Young Eli can now choose whether to wear an arm with Spiderman designs on it or a more standard model. The fact that this youngster with a physical disability has a choice of functioning prosthetics comes down to a 3D printer. Sold under the Bosch Dremel brand, the printer is currently in use at Hardin-Jefferson High School in Sour Lake, Texas. “We started out using it to make name tags,” says Joy Schwartz, who teaches computer science and robotics at the school. “Next we created and printed Christmas decorations, then toys, and ultimately we learned how to produce movable arms.” But for Dremel, these examples are just the initial steps. In introducing 3D printing to schools, the Bosch subsidiary has set itself the challenging goal of nurturing the next generation of STEM (science, technology, engineering, mathematics) workers.

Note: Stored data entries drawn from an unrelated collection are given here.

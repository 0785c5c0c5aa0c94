//! Quiz error and notice types.
//!
//! `LoadFailure` and `NoQuestionsAvailable` are the only errors a user should
//! ever see; a bad answer key reaches users as a `LoadFailure`. The state and
//! choice variants are contract violations between the engine and the session
//! and are treated as defects.

use std::fmt;

use thiserror::Error;

use crate::session::SessionState;

/// Errors raised by the quiz core.
#[derive(Debug, Error)]
pub enum QuizError {
    /// The question bank could not be fetched or parsed.
    #[error("failed to load questions: {0}")]
    LoadFailure(String),

    /// The bank loaded but contains no questions.
    #[error("no questions available")]
    NoQuestionsAvailable,

    /// An operation was called in a state that does not allow it.
    #[error("invalid state transition: {operation} while {state}")]
    InvalidStateTransition {
        operation: &'static str,
        state: SessionState,
    },

    /// A question whose correct index does not name one of its choices.
    #[error("question {question}: correct index {correct} outside {choices} answers")]
    InvalidAnswerKey {
        question: usize,
        correct: usize,
        choices: usize,
    },

    /// A display index outside the active item's choices.
    #[error("choice {index} out of range ({choices} choices)")]
    ChoiceOutOfRange { index: usize, choices: usize },
}

impl QuizError {
    /// Returns `true` if this error should be shown to the user and aborts start.
    pub fn is_user_facing(&self) -> bool {
        matches!(
            self,
            QuizError::LoadFailure(_) | QuizError::NoQuestionsAvailable
        )
    }
}

/// Non-blocking, informational conditions surfaced to the presenter.
#[derive(Debug, Clone, Copy, PartialEq, Eq)]
pub enum Notice {
    /// Fewer questions exist than were requested; the session was clamped.
    InsufficientQuestions { requested: usize, available: usize },
}

impl fmt::Display for Notice {
    fn fmt(&self, f: &mut fmt::Formatter<'_>) -> fmt::Result {
        match self {
            Notice::InsufficientQuestions {
                requested,
                available,
            } => write!(
                f,
                "Only {available} questions available. Starting with {available} questions \
                 ({requested} requested)."
            ),
        }
    }
}
//! timedquiz-report — Export of finished exams.
//!
//! Reports are written once for the user to keep; nothing here reads them back.

pub mod html;

use std::path::Path;

use anyhow::Result;

use timedquiz_core::report::ExamReport;

/// Export formats, picked from the output file's extension.
#[derive(Debug, Clone, Copy, PartialEq, Eq)]
pub enum ExportFormat {
    Json,
    Html,
}

impl ExportFormat {
    pub fn from_path(path: &Path) -> Result<Self> {
        match path
            .extension()
            .and_then(|e| e.to_str())
            .map(str::to_ascii_lowercase)
            .as_deref()
        {
            Some("json") => Ok(Self::Json),
            Some("html" | "htm") => Ok(Self::Html),
            _ => anyhow::bail!(
                "unsupported export format: {} (use .json or .html)",
                path.display()
            ),
        }
    }
}

/// Write `report` to `path` in the format its extension names.
pub fn write_report(report: &ExamReport, path: &Path) -> Result<ExportFormat> {
    let format = ExportFormat::from_path(path)?;
    match format {
        ExportFormat::Json => report.save_json(path)?,
        ExportFormat::Html => html::write_html_report(report, path)?,
    }
    tracing::info!("exam report written to {}", path.display());
    Ok(format)
}

#[cfg(test)]
mod tests {
    use super::*;

    #[test]
    fn format_from_extension() {
        assert_eq!(
            ExportFormat::from_path(Path::new("out/result.json")).unwrap(),
            ExportFormat::Json
        );
        assert_eq!(
            ExportFormat::from_path(Path::new("result.HTML")).unwrap(),
            ExportFormat::Html
        );
        assert!(ExportFormat::from_path(Path::new("result.csv")).is_err());
        assert!(ExportFormat::from_path(Path::new("result")).is_err());
    }
}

While the speed at which the school generated ideas for how to use 3D printing is impressive, the agility behind the product creation process is no less striking. In 2013, excited by the potential of this technology, a small team led by Gavin Jerome had the idea of developing the first device under the Bosch Dremel brand. By November 2014, the Idea Builder was ready. When it came to launching the product, one main point in its favor was its user-friendliness for non-professional customers. But it soon became clear that consumer demand was lower than hoped. “Faced with this fact, we had only two options,” Rafael Franca says. “Either call it a day and abandon the business – or find a new market.”
500 U.S. schools
are already working with Dremel 3D printers
A quick switch of responsibility – from the product development team to the business development team Franca leads – enabled Dremel to make the transition from the consumer market to the educational market. “Requirements have changed in training and education, particularly in the STEM fields,” Franca says. “STEM represents millions of jobs – a figure that is growing all the time. And yet there is clearly a shortage of young people coming through in these fields.” Dremel’s comprehensive approach, he says, can help the education system establish a new approach of its own.
of U.S. schools are going to have their own 3D printers by 2018
The people at Dremel are still convinced that 3D printers will become an established consumer product in the future. “But right now we’re at the forefront of efforts to drive knowledge of STEM subjects from kindergarten to high school,” Franca says. “We want to inspire children as they develop their talent for intuitive learning, and we want to help students in their later STEM careers – whether with Bosch or elsewhere.” To this end, Dremel has worked with teachers to develop a special 3D teaching plan that aims to encourage tomorrow’s engineers to take risks, accept when they make mistakes, and persevere. Young Eli’s prosthetic arm is just one example of how to imbue 3D printing with relevance for people’s lives.
The Bosch subsidiary Dremel has developed a 3D printer which it sells primarily to schools. It is hoped that this technology will help inspire budding scientists.